Key words 293T cells； calcium phosphate； adherent status； suspended status； cell transfection

目前有多種細(xì)胞轉(zhuǎn)染方法，例如脂質(zhì)體轉(zhuǎn)染法[1]、基因鳥(niǎo)槍法、電穿孔法[2]、顯微注射法[3]和磷酸鈣共沉淀法等.脂質(zhì)體轉(zhuǎn)染法雖然操作簡(jiǎn)單，轉(zhuǎn)染效率較高，但脂質(zhì)體價(jià)格昂貴，且細(xì)胞毒性較大；基因鳥(niǎo)槍法速度快，簡(jiǎn)單易行，成本較低，但不適用于真核細(xì)胞；電穿孔法轉(zhuǎn)染效率高，但所需儀器較貴，對(duì)細(xì)胞損傷較大；顯微注射法整合效率高，不需載體，但需精密儀器，技術(shù)難度大，且價(jià)格昂貴；磷酸鈣轉(zhuǎn)染所需材料價(jià)格低廉，操作簡(jiǎn)單，轉(zhuǎn)染效率高，適用范圍廣，且細(xì)胞毒性較低.所以，在很多DNA轉(zhuǎn)染細(xì)胞實(shí)驗(yàn)中，多用磷酸鈣作為轉(zhuǎn)染試劑.
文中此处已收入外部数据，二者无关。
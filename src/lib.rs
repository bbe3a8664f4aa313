//! # answer-dl
//!
//! Targeted crawler for a Q&A site: for each question id it stores the
//! question page, every answer (up to a configurable ceiling) as a JSON array,
//! and the full-size images embedded in those answers.
//!
//! ## Design Philosophy
//!
//! - **Resumable** - every stage skips work whose output file already exists
//! - **Bounded** - pagination and image downloads use a fixed number of
//!   concurrent requests
//! - **Partial over nothing** - a failed page window or image is logged and
//!   skipped; only conditions that make a question meaningless abort it
//! - **Event-driven** - consumers can subscribe to progress events
//!
//! ## Quick Start
//!
//! ```no_run
//! use answer_dl::{Config, Crawler, QuestionId};
//!
//! #[tokio::main]
//! async fn main() -> Result<(), Box<dyn std::error::Error>> {
//!     let config = Config {
//!         question_ids: vec![QuestionId::new("123456789")],
//!         ..Default::default()
//!     };
//!
//!     let crawler = Crawler::new(config)?;
//!
//!     let mut events = crawler.subscribe();
//!     tokio::spawn(async move {
//!         while let Ok(event) = events.recv().await {
//!             println!("Event: {:?}", event);
//!         }
//!     });
//!
//!     let summary = crawler.run().await;
//!     println!("{} questions done", summary.completed.len());
//!     Ok(())
//! }
//! ```

#![warn(missing_docs)]
#![warn(clippy::all)]
#![warn(clippy::unwrap_used)]
#![warn(clippy::expect_used)]

/// Configuration types
pub mod config;
/// Top-level crawl loop
pub mod crawler;
/// Error types
pub mod error;
/// HTTP transport
pub mod fetcher;
/// Image reference extraction
pub mod images;
/// Answers API field selection
pub mod include;
/// Tracing subscriber setup
pub mod logging;
/// Answer pagination
pub mod pagination;
/// Per-question lifecycle
pub mod question;
/// File writes and downloads
pub mod sink;
/// Core types
pub mod types;

pub use config::{Config, DownloadConfig, SiteConfig};
pub use crawler::{CrawlSummary, CrawlTotals, Crawler, QuestionFailure};
pub use error::{Error, Result};
pub use fetcher::{Fetch, FetchOutcome, HttpFetcher, RequestHeaders};
pub use logging::init_logging;
pub use question::{QuestionReport, QuestionState};
pub use types::{Answer, AnswerLimit, Event, PageWindow, QuestionId};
利用磷酸鈣將攜帶有外源基因的質(zhì)粒DNA轉(zhuǎn)染到哺乳動(dòng)物細(xì)胞，是一種操作簡(jiǎn)單且應(yīng)用廣泛的方法[4].磷酸鈣共沉淀是基于磷酸鈣DNA復(fù)合物的轉(zhuǎn)染方法，在DNA的轉(zhuǎn)染過(guò)程中，磷酸鈣DNA復(fù)合物黏附到細(xì)胞膜上并通過(guò)胞吞作用進(jìn)入靶細(xì)胞[5]，被轉(zhuǎn)染的DNA隨即整合到靶細(xì)胞的染色體中，從而產(chǎn)生有不同基因型和表型的穩(wěn)定克隆.這種方法不僅適用于多種細(xì)胞，而且還具有生物相容性和降解性[6].磷酸鈣與DNA形成的復(fù)合物顆粒太大或太小都會(huì)影響細(xì)胞轉(zhuǎn)染效率.在磷酸鈣與DNA的混合過(guò)程中，雖然在大部分的弱堿性范圍內(nèi)都會(huì)形成復(fù)合物顆粒，但只有在較短的孵育時(shí)間（例如1 min）、極小的pH范圍內(nèi)形成的顆粒才能很好地被細(xì)胞攝取，從而獲得較高的轉(zhuǎn)染效率[7].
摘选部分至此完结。